Many studies have suggested that pes planus affects the etiology of HV [12, 29]. Despite the commonly held belief that pes planus plays an important role in HV development, the association between navicular height, a measure of pes planus, and HV is controversial [30, 31]. Bryant et al. reported no significant difference in navicular height between the HV group and controls [30]. In contrast, Komeda et al. reported that each point on the medial longitudinal arch in the HV group was significantly lower than the corresponding points in the control group [31]. However, NH and IH cannot be used alone to quantify the pes planus. The roughly triangular shape of the arch indicates a relationship between arch length and height [32]. Therefore, in this study, arch height was normalized by foot length (TFL and IL), to improve the validity and reliability of measurements. In a previous study, NH and IH were divided by TFL and IL, respectively [33]. In the present study, arch heights normalized by TFL (NH/TFL and IH/TFL), and IL (NH/IL and IH/IL) were used to develop the prediction model. However, our prediction model for HV only selected arch heights normalized by IL (NH/IL and IH/IL), which may be because measurement of TFL could be skewed by foot deformities, such as HV and claw toes [33]. Therefore, our results suggest that normalized arch height, especially arch height divided by IL, should be considered when evaluating subjects with HV.

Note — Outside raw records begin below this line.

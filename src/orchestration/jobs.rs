//! The jobs the binary can run, and the pure per-stage functions behind them.

use crate::config::{Config, MaxStrategy, OutputSeparator};
use crate::domain::{GroupSum, KeyVariant, PREPROCESSED_HEADER};
use crate::engine::{
    group_then_scan, ExtractStats, HashtagExtractor, MonthlyRollup, RunningMaxByAdjacentGroup,
    SumAggregator, TopScorer,
};
use crate::orchestration::shuffle::{prepare_for_max, sorted_totals};
use serde::{Deserialize, Serialize};
use std::fmt;

#[derive(Debug, Clone, Copy, PartialEq, Eq, Hash, Serialize, Deserialize, clap::ValueEnum)]
#[serde(rename_all = "kebab-case")]
pub enum JobKind {
    /// Largest per-period margin swing for each team.
    TeamSwing,
    /// Margin swing totals for every team and period.
    TeamTotals,
    /// The single player with the largest margin swing.
    TopPlayer,
    /// Hashtag counts per day.
    HashtagsDaily,
    /// One CSV row per hashtag occurrence.
    HashtagsPreprocess,
    /// Monthly hashtag totals from the preprocessed CSV.
    HashtagsMonthly,
}

impl JobKind {
    pub fn as_str(&self) -> &'static str {
        match self {
            JobKind::TeamSwing => "team-swing",
            JobKind::TeamTotals => "team-totals",
            JobKind::TopPlayer => "top-player",
            JobKind::HashtagsDaily => "hashtags-daily",
            JobKind::HashtagsPreprocess => "hashtags-preprocess",
            JobKind::HashtagsMonthly => "hashtags-monthly",
        }
    }

    /// Key variant for the margin-delta jobs, `None` for hashtag jobs.
    pub fn key_variant(&self) -> Option<KeyVariant> {
        match self {
            JobKind::TeamSwing | JobKind::TeamTotals => Some(KeyVariant::Team),
            JobKind::TopPlayer => Some(KeyVariant::Player),
            JobKind::HashtagsDaily | JobKind::HashtagsPreprocess | JobKind::HashtagsMonthly => {
                None
            }
        }
    }
}

impl fmt::Display for JobKind {
    fn fmt(&self, f: &mut fmt::Formatter<'_>) -> fmt::Result {
        f.write_str(self.as_str())
    }
}

/// Per-chunk stage of a hashtag job.
pub type ChunkFn = fn(&HashtagExtractor, usize, &[String]) -> ChunkOutput;

/// Output lines of one partition of a stateless job.
#[derive(Debug, Clone, Default)]
pub struct ChunkOutput {
    pub pairs: Vec<(String, i64)>,
    pub rows: Vec<String>,
    pub stats: ExtractStats,
}

fn key_value_line(key: &str, value: i64, separator: OutputSeparator) -> String {
    format!("{}{}{}", key, separator.as_str(), value)
}

/// Final stage of the margin-delta jobs, run over summed groups.
pub fn finish_margin_job(job: JobKind, sums: Vec<GroupSum>, config: &Config) -> Vec<String> {
    let sep = config.output_separator;
    match job {
        JobKind::TeamSwing => {
            let runs = match config.max_strategy {
                MaxStrategy::Adjacent => {
                    let ordered = prepare_for_max(sums, config.sort_key);
                    RunningMaxByAdjacentGroup::run(&ordered, config.flush_final_run)
                }
                MaxStrategy::GroupScan => {
                    let ordered = prepare_for_max(sums, config.sort_key);
                    group_then_scan(&ordered)
                }
            };
            runs.iter()
                .map(|run| key_value_line(&run.headline(), run.max, sep))
                .collect()
        }
        JobKind::TeamTotals => sorted_totals(sums)
            .iter()
            .map(|s| key_value_line(s.group_key.as_str(), s.total, sep))
            .collect(),
        JobKind::TopPlayer => {
            let mut top = TopScorer::new();
            for sum in &sums {
                top.push(sum);
            }
            top.finish()
                .map(|best| key_value_line(best.group_key.as_str(), best.max, sep))
                .into_iter()
                .collect()
        }
        JobKind::HashtagsDaily | JobKind::HashtagsPreprocess | JobKind::HashtagsMonthly => {
            Vec::new()
        }
    }
}

/// Extract `(date\t#tag, 1)` pairs from a chunk of post lines.
pub fn extract_daily(extractor: &HashtagExtractor, partition: usize, lines: &[String]) -> ChunkOutput {
    let mut out = ChunkOutput::default();
    for (line_no, line) in lines.iter().enumerate() {
        out.stats.lines += 1;
        match extractor.extract(line) {
            Ok(records) => {
                out.stats.accepted += 1;
                out.stats.emitted += records.len() as u64;
                out.pairs
                    .extend(records.iter().map(|r| (r.daily_key(), 1)));
            }
            Err(reason) => {
                out.stats.count_skip(&reason);
                tracing::warn!(partition, line = line_no + 1, %reason, "skipping post");
            }
        }
    }
    out
}

/// Turn a chunk of post lines into preprocessed CSV rows, in input order.
pub fn extract_rows(extractor: &HashtagExtractor, partition: usize, lines: &[String]) -> ChunkOutput {
    let mut out = ChunkOutput::default();
    for (line_no, line) in lines.iter().enumerate() {
        out.stats.lines += 1;
        match extractor.extract(line) {
            Ok(records) => {
                out.stats.accepted += 1;
                out.stats.emitted += records.len() as u64;
                out.rows.extend(records.iter().map(|r| {
                    format!("{},{},{},1", r.post_id, r.date, r.display_tag())
                }));
            }
            Err(reason) => {
                out.stats.count_skip(&reason);
                tracing::warn!(partition, line = line_no + 1, %reason, "skipping post");
            }
        }
    }
    out
}

/// Parse a chunk of preprocessed CSV rows into `(yyyy-MM\t#tag, freq)` pairs.
pub fn extract_monthly(partition: usize, lines: &[String]) -> ChunkOutput {
    let mut out = ChunkOutput::default();
    for (line_no, line) in lines.iter().enumerate() {
        out.stats.lines += 1;
        match MonthlyRollup::parse_row(line) {
            Ok(Some(pair)) => {
                out.stats.accepted += 1;
                out.stats.emitted += 1;
                out.pairs.push(pair);
            }
            Ok(None) => {}
            Err(reason) => {
                out.stats.count_skip(&reason);
                tracing::warn!(partition, line = line_no + 1, %reason, "skipping row");
            }
        }
    }
    out
}

fn monthly_chunk(_extractor: &HashtagExtractor, partition: usize, lines: &[String]) -> ChunkOutput {
    extract_monthly(partition, lines)
}

/// Per-chunk function of a hashtag job. `None` for margin-delta jobs.
pub fn chunk_stage(job: JobKind) -> Option<ChunkFn> {
    match job {
        JobKind::HashtagsDaily => Some(extract_daily as ChunkFn),
        JobKind::HashtagsPreprocess => Some(extract_rows as ChunkFn),
        JobKind::HashtagsMonthly => Some(monthly_chunk as ChunkFn),
        JobKind::TeamSwing | JobKind::TeamTotals | JobKind::TopPlayer => None,
    }
}

/// Final stage of the hashtag jobs over the merged chunk outputs.
pub fn finish_hashtag_job(
    job: JobKind,
    chunks: Vec<ChunkOutput>,
    separator: OutputSeparator,
) -> Vec<String> {
    match job {
        JobKind::HashtagsPreprocess => std::iter::once(PREPROCESSED_HEADER.to_string())
            .chain(chunks.into_iter().flat_map(|c| c.rows))
            .collect(),
        JobKind::HashtagsDaily | JobKind::HashtagsMonthly => {
            SumAggregator::aggregate(chunks.into_iter().flat_map(|c| c.pairs))
                .into_iter()
                .map(|(key, total)| key_value_line(&key, total, separator))
                .collect()
        }
        JobKind::TeamSwing | JobKind::TeamTotals | JobKind::TopPlayer => Vec::new(),
    }
}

Our prediction model selected NH/IL and IH/IL as the third and fourth predictors of HV with cutoff values of 0.21 and 0.32, respectively. The cutoff values in our model were similar to the results of previous studies [34, 35]. Aboelnasr et al. reported that the optimal cutoff value for diagnosing pes planus was NH/IL ≤ 0.195 [34]. In addition, Hillstrom et al. reported lower IH/IL values in asymptomatic healthy adults with pes planus (0.33 ± 0.03) compared to other foot types, such as pes rectus (0.36 ± 0.03) and pes cavus (0.38 ± 0.03) [35]. Because low normalized arch height is associated with pes planus, our results showed that pes planus would affect the etiology of HV. Considering the node position, our model showed that pes planus could affect the presence of HV in women (aged 10–40 years) but not in men. These results are consistent with the findings of Dufour et al., who reported that pes planus was associated with increased odds of having HV and forefoot pain in women, but pes planus was not associated with HV in men [36]. Similarly, a previous study reported no difference in the odds of having HV based on the presence of pes planus in men, but women with pes planus showed higher odds of having HV than women without pes planus [13]. Therefore, further studies are needed to investigate the risk factors for HV in men.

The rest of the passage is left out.